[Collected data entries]

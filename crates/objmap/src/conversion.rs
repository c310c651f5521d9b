//! Value conversion rules.
//!
//! Applied when a source value's kind differs from the kind of the matching
//! attribute on the destination prototype. Only conversions between an
//! enumerated type and an integer or string are defined; every other
//! mismatch passes the value through untouched.

use objmap_model::{ConversionError, Value, ValueKind};

/// Converts `value` towards `target`.
///
/// | from       | to         | result                          |
/// |------------|------------|---------------------------------|
/// | enumerated | int        | the member's numeric value      |
/// | enumerated | str        | the member's symbolic name      |
/// | int        | enumerated | member with that numeric value  |
/// | str        | enumerated | member with that symbolic name  |
/// | other      | any        | unchanged                       |
pub fn convert(value: Value, target: ValueKind) -> Result<Value, ConversionError> {
    match (value, target) {
        (Value::Enum(member), ValueKind::Int) => Ok(Value::Int(member.value())),
        (Value::Enum(member), ValueKind::Str) => Ok(Value::Str(member.name().to_string())),
        (Value::Int(number), ValueKind::Enum(descriptor)) => {
            descriptor.by_value(number).map(Value::Enum)
        }
        (Value::Str(name), ValueKind::Enum(descriptor)) => {
            descriptor.by_name(&name).map(Value::Enum)
        }
        (value, _) => Ok(value),
    }
}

- EXERCISE INSTRUCTIONS -
In full and without change, transcribe the data above.

- TASK OUTPUT -
filename crates/objmap/src/conversion.rs
repository c310c651f5521d9b
//! Value conversion rules.
//!
//! Applied when a source value's kind differs from the kind of the matching
//! attribute on the destination prototype. Only conversions between an
//! enumerated type and an integer or string are defined; every other
//! mismatch passes the value through untouched.

use objmap_model::{ConversionError, Value, ValueKind};

/// Converts `value` towards `target`.
///
/// | from       | to         | result                          |
/// |------------|------------|---------------------------------|
/// | enumerated | int        | the member's numeric value      |
/// | enumerated | str        | the member's symbolic name      |
/// | int        | enumerated | member with that numeric value  |
/// | str        | enumerated | member with that symbolic name  |
/// | other      | any        | unchanged                       |
pub fn convert(value: Value, target: ValueKind) -> Result<Value, ConversionError> {
    match (value, target) {
        (Value::Enum(member), ValueKind::Int) => Ok(Value::Int(member.value())),
        (Value::Enum(member), ValueKind::Str) => Ok(Value::Str(member.name().to_string())),
        (Value::Int(number), ValueKind::Enum(descriptor)) => {
            descriptor.by_value(number).map(Value::Enum)
        }
        (Value::Str(name), ValueKind::Enum(descriptor)) => {
            descriptor.by_name(&name).map(Value::Enum)
        }
        (value, _) => Ok(value),
    }
}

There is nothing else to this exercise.